Monitoring
Both daemons serve three local HTTP endpoints — /healthz (liveness), /readyz (readiness), and /metrics (Prometheus) — and log structured JSON via Go's log/slog package.
Health Check Endpoints
Both zester-peel and zester-master serve a plain-HTTP listener on a loopback address, started before anything else during daemon startup:
| Component | Default address | Flag / YAML key |
|---|---|---|
zester-peel | 127.0.0.1:9090 | --health-addr / health_addr |
zester-master | 127.0.0.1:9091 | --health-addr / health_addr |
The defaults are distinct so a peel and a master can colocate on the same host. Each listener serves three endpoints: /healthz, /readyz, and /metrics.
/healthz — Liveness
Always returns 200 while the process is up and serving HTTP, regardless of NATS or JetStream state:
$ curl -s http://127.0.0.1:9090/healthz
{"status":"ok","component":"peel","version":"v0.5.0"}
$ curl -s http://127.0.0.1:9091/healthz
{"status":"ok","component":"master","version":"v0.5.0"}The version field is parsed by the watchdog for fleet status reporting — keep it if you front the endpoint with a proxy.
/readyz — Readiness
Runs named per-subsystem checks (in parallel, 2s timeout per check) and reports one of three statuses per check:
| Status | Meaning | HTTP effect |
|---|---|---|
ok | Subsystem fully functional | 200 |
degraded | Working but impaired (e.g. stale GitFS sync) | 200 |
down | Subsystem non-functional | 503 |
The endpoint returns 503 only when at least one check is down — degraded stays 200 so load balancers don't drop the node and the watchdog's update soak doesn't roll back healthy binaries over non-fatal conditions.
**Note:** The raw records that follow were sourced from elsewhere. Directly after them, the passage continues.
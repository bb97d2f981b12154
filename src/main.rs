use std::path::PathBuf;
use std::sync::Arc;

use anyhow::{Context, Result};
use clap::{Parser, Subcommand};

use callcoach::config::Config;
use callcoach::gateway::{router, AppState};
use callcoach::transcription::ProviderRegistry;

#[derive(Parser)]
#[command(name = "callcoach", version, about = "Real-time sales-call coaching server")]
struct Cli {
    /// Path to a TOML config file
    #[arg(short, long, global = true)]
    config: Option<PathBuf>,

    /// Log filter, e.g. "info" or "callcoach=debug"
    #[arg(long, global = true, default_value = "info")]
    log: String,

    #[command(subcommand)]
    command: Option<Commands>,
}

#[derive(Subcommand)]
enum Commands {
    /// Run the gateway server (default)
    Serve {
        /// Override the bind address from the config
        #[arg(short, long)]
        bind: Option<String>,
    },
    /// Show which transcription providers are configured and available
    CheckProviders,
}

#[tokio::main]
async fn main() -> Result<()> {
    let cli = Cli::parse();

    tracing_subscriber::fmt()
        .with_env_filter(
            tracing_subscriber::EnvFilter::try_from_default_env()
                .unwrap_or_else(|_| tracing_subscriber::EnvFilter::new(&cli.log)),
        )
        .init();

    let config_path = cli
        .config
        .clone()
        .or_else(|| std::env::var("CALLCOACH_CONFIG").ok().map(PathBuf::from));
    let config = Config::load_or_default(config_path.as_deref())?;

    match cli.command {
        None | Some(Commands::Serve { bind: None }) => serve(config, None).await,
        Some(Commands::Serve { bind }) => serve(config, bind).await,
        Some(Commands::CheckProviders) => {
            check_providers(&config);
            Ok(())
        }
    }
}

async fn serve(config: Config, bind_override: Option<String>) -> Result<()> {
    let bind = bind_override.unwrap_or_else(|| config.server.bind.clone());
    let state = Arc::new(AppState::from_config(&config));

    if let Some(backend) = state.providers.selected_name() {
        tracing::info!(backend, "Transcription backend selected");
    }

    let app = router(state, &config.server.cors_origins);

    let listener = tokio::net::TcpListener::bind(&bind)
        .await
        .with_context(|| format!("Failed to bind {bind}"))?;
    tracing::info!(%bind, version = env!("CARGO_PKG_VERSION"), "callcoach listening");

    axum::serve(listener, app)
        .with_graceful_shutdown(shutdown_signal())
        .await?;

    tracing::info!("Shut down cleanly");
    Ok(())
}

async fn shutdown_signal() {
    if let Err(err) = tokio::signal::ctrl_c().await {
        tracing::error!(%err, "Failed to install shutdown handler");
        return;
    }
    tracing::info!("Shutdown signal received");
}

fn check_providers(config: &Config) {
    let registry = ProviderRegistry::from_config(config);

    println!("Transcription providers (priority order):");
    for status in registry.status() {
        let state = if status.available { "available" } else { "not configured" };
        let extra = if status.diarization { ", diarization" } else { "" };
        println!("  {:<12} {}{}", status.name, state, extra);
    }
    match registry.selected_name() {
        Some(name) => println!("Selected: {name}"),
        None => println!("Selected: none"),
    }

    println!(
        "Inference: {}",
        if config.llm.api_key.is_some() {
            "configured"
        } else {
            "disabled (no API key; transcript-only mode)"
        }
    );
}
The JSON body always carries per-check status, message, and latency_ms for operators and monitoring.
Peel checks:
| Check | Semantics |
|---|---|
nats | down until the NATS client is connected and healthy |
kv | JetStream round-trip (bucket-info lookup on the facts bucket); down on error |
Master checks:
| Check | Semantics |
|---|---|
nats | down until the NATS client is connected and healthy |
enroll-server | down (with the error) if the enrollment TLS listener failed |
sched-consumer | down while the schedule-results consumer is not running; a startup failure is retried in the background every 60s and the check flips to ok on success (scheduled-result consumer started after retry) |
gitfs | Only registered when GitFS is enabled: ok while the last fully-successful sync is younger than 3× the GitFS interval, degraded before the first sync or when stale, down if the syncer exits |
target-service | down until the target-resolution service (in-memory fact index + zester.target.resolve responder) is running; while down, CLI/API targeting falls back to facts-KV scans — functional, just slower |
reactor | Only registered when the reactor is enabled: down while the shared durable reactor consumer is not running (a boot failure is retried every 60s), degraded while the engine runs on last-known-good rules after a failed rule load or while a rule's storm circuit breaker is open (the message lists the affected rules), ok otherwise — see Reactor operations |
$ curl -s http://127.0.0.1:9090/readyz | jq .
{
"status": "ok",
"checks": {
"nats": {"status": "ok", "latency_ms": 1},
"kv": {"status": "ok", "latency_ms": 3}
},
"version": "v0.5.0",
"uptime": "2h3m0s"
}Degraded `gitfs` on standby masters is normal
In multi-master deployments, only the master holding the publisher lease runs GitFS syncs. A standby master with GitFS configured reports gitfs: degraded ("no successful sync yet") until it acquires the lease — that is expected steady-state, not a fault, and /readyz still returns 200. Alert on down, not degraded.
Which probe to use
Point restart-style probes (Kubernetes liveness, systemd watchdogs) at /healthz and traffic/rollout gates at /readyz. A NATS outage makes /readyz return 503 on every node at once — restarting processes on that signal would turn a broker outage into a fleet-wide restart storm.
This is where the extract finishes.